__Work instruction__
From the records below, copy the lines that include "XmlDocument".

__Stored data entries__
--------------------
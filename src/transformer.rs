//! The user-facing transform: a specification, a root path, namespaces and a document.

use crate::document::{DocumentSource, XmlDocument};
use crate::engine;
use crate::error::TransformError;
use crate::filter::prune_records;
use crate::spec::Specification;
use log::debug;
use serde_json::{Map, Value};
use std::borrow::Cow;
use std::fs;
use std::path::PathBuf;
use xmlmap_xpath1::Namespaces;

/// A configured mapping that can be run against successive documents.
///
/// Binding a document replaces the previous one. A transformer is not meant to be shared
/// between threads that bind different documents.
#[derive(Debug, Clone)]
pub struct Transformer<'d> {
    spec: Specification,
    root_path: String,
    namespaces: Namespaces,
    source: Option<DocumentSource<'d>>,
    filter_empty: bool,
}

impl<'d> Transformer<'d> {
    pub fn new(spec: Specification, root_path: impl Into<String>, namespaces: Namespaces) -> Self {
        Self {
            spec,
            root_path: root_path.into(),
            namespaces,
            source: None,
            filter_empty: false,
        }
    }

    /// Registers one more namespace prefix.
    pub fn with_namespace(mut self, prefix: impl Into<String>, uri: impl Into<String>) -> Self {
        self.namespaces.bind(prefix, uri);
        self
    }

    pub fn bind(&mut self, source: DocumentSource<'d>) -> &mut Self {
        debug!("Bound document source {:?}", source);
        self.source = Some(source);
        self
    }

    pub fn bind_file(&mut self, path: impl Into<PathBuf>) -> &mut Self {
        self.bind(DocumentSource::File(path.into()))
    }

    pub fn bind_str(&mut self, xml: impl Into<Cow<'d, str>>) -> &mut Self {
        self.bind(DocumentSource::Text(xml.into()))
    }

    pub fn bind_document(&mut self, document: &'d XmlDocument<'d>) -> &mut Self {
        self.bind(DocumentSource::Document(document))
    }

    pub fn set_filter_empty(&mut self, enabled: bool) -> &mut Self {
        debug!("Empty value filter {}", if enabled { "enabled" } else { "disabled" });
        self.filter_empty = enabled;
        self
    }

    pub fn is_filter_empty(&self) -> bool {
        self.filter_empty
    }

    pub fn specification(&self) -> &Specification {
        &self.spec
    }

    pub fn root_path(&self) -> &str {
        &self.root_path
    }

    pub fn namespaces(&self) -> &Namespaces {
        &self.namespaces
    }

    /// One record per node the root path selects. With the filter on, records are pruned
    /// and the ones left empty are dropped.
    pub fn transform_all(&self) -> Result<Vec<Value>, TransformError> {
        let records = self.with_document(|document| {
            engine::transform_all(&self.spec, &self.root_path, &self.namespaces, document)
        })?;
        debug!("Produced {} record(s)", records.len());
        Ok(if self.filter_empty {
            prune_records(records)
        } else {
            records
        })
    }

    /// The first record, or an empty object if there is none.
    pub fn transform_first(&self) -> Result<Value, TransformError> {
        Ok(self
            .transform_all()?
            .into_iter()
            .next()
            .unwrap_or_else(|| Value::Object(Map::new())))
    }

    /// Runs `f` on the bound document, reading and parsing it first if needed.
    fn with_document<T>(
        &self,
        f: impl FnOnce(&XmlDocument<'_>) -> Result<T, TransformError>,
    ) -> Result<T, TransformError> {
        match self.source.as_ref().ok_or(TransformError::MissingDocument)? {
            DocumentSource::File(path) => {
                let text = fs::read_to_string(path)?;
                f(&XmlDocument::parse(&text)?)
            }
            DocumentSource::Text(text) => f(&XmlDocument::parse(text)?),
            DocumentSource::Document(document) => f(document),
        }
    }
}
--------------------
__Response__
use crate::document::{DocumentSource, XmlDocument};
    pub fn bind_document(&mut self, document: &'d XmlDocument<'d>) -> &mut Self {
        f: impl FnOnce(&XmlDocument<'_>) -> Result<T, TransformError>,
                f(&XmlDocument::parse(&text)?)
            DocumentSource::Text(text) => f(&XmlDocument::parse(text)?),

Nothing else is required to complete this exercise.